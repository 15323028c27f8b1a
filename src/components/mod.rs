pub mod history;

pub use history::HistoryManager;
use std::path::{Path, PathBuf};

use crate::components::history::HistoryManager;
use crate::ops::brush::BrushShape;
use crate::{log_info, log_warn};

/// Largest accepted history memory cap (1 TiB).
const MAX_HISTORY_MEMORY_MB: usize = 1024 * 1024;

/// Editor settings that persist across sessions.
///
/// Stored as a plain `key=value` file. Unknown keys and malformed values are
/// ignored so an old or hand-edited file never prevents start-up.
#[derive(Clone, Debug, PartialEq)]
pub struct EditorSettings {
    /// Maximum number of undo steps
    pub max_undo_steps: usize,
    /// History memory cap in MiB (0 = unbounded)
    pub max_history_memory_mb: usize,
    pub brush_size: u32,
    pub brush_shape: BrushShape,
    /// Ramer-Douglas-Peucker tolerance applied to raw strokes, in pixels
    pub simplify_epsilon: f64,
    /// Moving-average window radius applied after simplification (0 = off)
    pub smooth_strength: usize,
    /// GIF palette size (2-256)
    pub gif_colors: u16,
    pub gif_fps: f32,
}

impl Default for EditorSettings {
    fn default() -> Self {
        Self {
            max_undo_steps: 50,
            max_history_memory_mb: 100,
            brush_size: 1,
            brush_shape: BrushShape::Square,
            simplify_epsilon: 1.0,
            smooth_strength: 0,
            gif_colors: 256,
            gif_fps: 10.0,
        }
    }
}

impl EditorSettings {
    /// Path to the settings file.
    /// On Linux:   ~/.config/pixeledit/pixeledit_settings.cfg  (XDG_CONFIG_HOME respected)
    /// On Windows: %APPDATA%\PixelEdit\pixeledit_settings.cfg
    /// On macOS:   ~/Library/Application Support/PixelEdit/pixeledit_settings.cfg
    pub fn settings_path() -> Option<PathBuf> {
        #[cfg(target_os = "windows")]
        {
            let appdata = std::env::var("APPDATA")
                .or_else(|_| std::env::var("USERPROFILE"))
                .ok()?;
            return Some(PathBuf::from(appdata).join("PixelEdit").join("pixeledit_settings.cfg"));
        }
        #[cfg(target_os = "macos")]
        {
            let home = std::env::var("HOME").ok()?;
            return Some(
                PathBuf::from(home)
                    .join("Library")
                    .join("Application Support")
                    .join("PixelEdit")
                    .join("pixeledit_settings.cfg"),
            );
        }
        #[cfg(not(any(target_os = "windows", target_os = "macos")))]
        {
            let config_dir = std::env::var("XDG_CONFIG_HOME")
                .map(PathBuf::from)
                .or_else(|_| std::env::var("HOME").map(|h| PathBuf::from(h).join(".config")))
                .ok()?;
            Some(config_dir.join("pixeledit").join("pixeledit_settings.cfg"))
        }
    }

    /// Load from the default location (defaults if missing or unreadable).
    pub fn load() -> Self {
        match Self::settings_path() {
            Some(path) => Self::load_from(&path),
            None => Self::default(),
        }
    }

    pub fn load_from(path: &Path) -> Self {
        match std::fs::read_to_string(path) {
            Ok(content) => {
                log_info!("Settings loaded from {}", path.display());
                Self::parse(&content)
            }
            Err(_) => Self::default(),
        }
    }

    /// Save to the default location.
    pub fn save(&self) -> std::io::Result<()> {
        match Self::settings_path() {
            Some(path) => self.save_to(&path),
            None => Ok(()),
        }
    }

    pub fn save_to(&self, path: &Path) -> std::io::Result<()> {
        if let Some(parent) = path.parent() {
            std::fs::create_dir_all(parent)?;
        }
        std::fs::write(path, self.to_config_string())
    }

    pub fn to_config_string(&self) -> String {
        format!(
            "max_undo_steps={}\n\
             max_history_memory_mb={}\n\
             brush_size={}\n\
             brush_shape={}\n\
             simplify_epsilon={}\n\
             smooth_strength={}\n\
             gif_colors={}\n\
             gif_fps={}\n",
            self.max_undo_steps,
            self.max_history_memory_mb,
            self.brush_size,
            self.brush_shape.name(),
            self.simplify_epsilon,
            self.smooth_strength,
            self.gif_colors,
            self.gif_fps,
        )
    }

    pub fn parse(content: &str) -> Self {
        let mut s = Self::default();
        for line in content.lines() {
            let line = line.trim();
            if line.is_empty() || line.starts_with('#') {
                continue;
            }
            let Some((key, val)) = line.split_once('=') else { continue };
            let key = key.trim();
            let val = val.trim();
            match key {
                "max_undo_steps" => {
                    s.max_undo_steps = val.parse().unwrap_or(s.max_undo_steps);
                }
                "max_history_memory_mb" => {
                    s.max_history_memory_mb = val
                        .parse::<usize>()
                        .map(|mb| mb.min(MAX_HISTORY_MEMORY_MB))
                        .unwrap_or(s.max_history_memory_mb);
                }
                "brush_size" => {
                    s.brush_size = val.parse().unwrap_or(s.brush_size);
                }
                "brush_shape" => {
                    s.brush_shape = BrushShape::from_name(val).unwrap_or(s.brush_shape);
                }
                "simplify_epsilon" => {
                    s.simplify_epsilon = val
                        .parse::<f64>()
                        .ok()
                        .filter(|e| e.is_finite() && *e >= 0.0)
                        .unwrap_or(s.simplify_epsilon);
                }
                "smooth_strength" => {
                    s.smooth_strength = val.parse().unwrap_or(s.smooth_strength);
                }
                "gif_colors" => {
                    s.gif_colors = val.parse::<u16>().map(|c| c.clamp(2, 256)).unwrap_or(s.gif_colors);
                }
                "gif_fps" => {
                    s.gif_fps = val
                        .parse::<f32>()
                        .ok()
                        .filter(|f| f.is_finite() && *f > 0.0)
                        .unwrap_or(s.gif_fps);
                }
                _ => {
                    log_warn!("Settings: ignoring unknown key '{}'", key);
                }
            }
        }
        s
    }

    /// A history manager configured with these limits.
    pub fn history_manager(&self) -> HistoryManager {
        // 0 and caps too large to express in bytes both mean unbounded.
        let cap = match self.max_history_memory_mb {
            0 => None,
            mb => mb.checked_mul(1024 * 1024),
        };
        HistoryManager::new(self.max_undo_steps).with_memory_limit(cap)
    }
}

▸ **Exercise details**: Pull every line containing the word "return" out of the material.

▸ **Written response**:
            return Some(PathBuf::from(appdata).join("PixelEdit").join("pixeledit_settings.cfg"));
            return Some(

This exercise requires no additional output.